Page:Revue des Deux Mondes - 1835 - tome 3.djvu/64

Cette page a été validée par deux contributeurs.
60
REVUE DES DEUX MONDES.

Triffine est une idéalité trouvée entre le paradis et la terre, dans le monde de la poésie, par quelque candide imagination armoricaine. C’est la jeune captive de Chénier, qui pleure et espère, et qui, au noir souffle du nord, plie et relève la tête.

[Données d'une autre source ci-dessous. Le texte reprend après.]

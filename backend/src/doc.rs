//! OpenAPI documentation configuration.
//!
//! [`ApiDoc`] registers every resource handler under `/api`, the health
//! probes and the error body ([`ErrorSchema`]). Entity schemas are collected
//! from the handlers' request and response bodies.
//!
//! The generated document is used by Swagger UI (debug builds) and
//! exported via `cargo run --bin openapi-dump` for external tooling.

use crate::domain::ErrorCode;
use crate::inbound::http::schemas::ErrorSchema;
use utoipa::OpenApi;

/// OpenAPI document for the REST API.
/// Swagger UI is enabled in debug builds only and used by tooling.
#[derive(OpenApi)]
#[openapi(
    info(
        title = "Travel backend API",
        description = "Travel records CRUD plus prompt completion by a local language model."
    ),
    servers(
        (url = "/", description = "Relative to the deployment base URL")
    ),
    paths(
        crate::inbound::http::users::list_users,
        crate::inbound::http::users::get_user,
        crate::inbound::http::users::create_user,
        crate::inbound::http::users::update_user,
        crate::inbound::http::users::delete_user,
        crate::inbound::http::pois::list_pois,
        crate::inbound::http::pois::lookup_poi,
        crate::inbound::http::pois::get_poi,
        crate::inbound::http::pois::create_poi,
        crate::inbound::http::pois::update_poi,
        crate::inbound::http::pois::delete_poi,
        crate::inbound::http::tickets::list_tickets,
        crate::inbound::http::tickets::get_ticket,
        crate::inbound::http::tickets::create_ticket,
        crate::inbound::http::tickets::update_ticket,
        crate::inbound::http::tickets::delete_ticket,
        crate::inbound::http::trips::list_trips,
        crate::inbound::http::trips::get_trip,
        crate::inbound::http::trips::create_trip,
        crate::inbound::http::trips::update_trip,
        crate::inbound::http::trips::delete_trip,
        crate::inbound::http::searches::list_searches,
        crate::inbound::http::searches::get_search,
        crate::inbound::http::searches::create_search,
        crate::inbound::http::searches::update_search,
        crate::inbound::http::searches::delete_search,
        crate::inbound::http::histories::list_histories,
        crate::inbound::http::histories::get_history,
        crate::inbound::http::histories::create_history,
        crate::inbound::http::histories::update_history,
        crate::inbound::http::histories::delete_history,
        crate::inbound::http::chat::chat,
        crate::inbound::http::health::ready,
        crate::inbound::http::health::live,
    ),
    components(schemas(ErrorSchema, ErrorCode)),
    tags(
        (name = "users", description = "Registered travellers"),
        (name = "pois", description = "Points of interest and their images"),
        (name = "tickets", description = "Tickets for points of interest"),
        (name = "trips", description = "Planned trips"),
        (name = "searches", description = "Saved searches"),
        (name = "histories", description = "Purchase history"),
        (name = "chat", description = "Prompt completion"),
        (name = "health", description = "Endpoints for health checks")
    )
)]
pub struct ApiDoc;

Quant au drame d’où se détache cette touchante figure, il était fourni par les légendes. C’est une histoire comme toutes nos histoires bretonnes, où l’on trouve un enfant miraculeux, des pirates du nord que le ciel frappe de paralysie, et un évêque avec lequel Dieu entretient une correspondance suivie. Encore dans Sainte Triffine Jésus-Christ ni la Vierge ne viennent-ils dénouer la pièce. L’auteur savait sans doute son Horace :


Nec Deus intersit, nisi dignus vindice nodus
Inciderit.


Le jugement de Dieu suffit pour tout éclaircir, et tout mettre à sa place. Ce dénouement, du reste, n’est dépourvu ni de poésie ni de grandeur ; c’est un beau spectacle que cet enfant frappant un homme fort de son glaive et posant son petit pied sur la tête du méchant, en proclamant l’innocence et la sainteté de sa mère, injustement condamnée ; c’était un dramatique commentaire des mots de l’Écriture : Dieu seul est fort ! — Le plus grossier Celte devait les comprendre en voyant ce vengeur de douze ans, debout près du cadavre de Kervoura.

Du reste, le récit du drame de Sainte Triffine, présenté simplement et sans analyse, fera comprendre le charme de cette composition bien mieux que ne le feraient nos réflexions. Nous allons le donner ici, mais en le plaçant dans son cadre et en faisant revivre, autant que nous le pourrons, l’époque pour laquelle fut composée cette tragédie ; peut-être, posée ainsi devant son siècle et entourée de son atmosphère, fera-t-elle mieux ressortir ses simplicités ravissantes, ses grâces paysannes et ses attendrissantes naïvetés de douleur. Ce sera d’ailleurs pour nous une nouvelle occasion de faire connaître un coin de cet immense poème qu’on nomme la Bretagne. D’ici qu’elle ait trouvé son Michel-Ange, pour la peindre en pied, sur une toile à sa taille, il faut s’en tenir aux croquis et aux études qui peuvent du moins la faire connaître en détail.


§. ii.
Une réunion de poètes bretons au seizième siècle.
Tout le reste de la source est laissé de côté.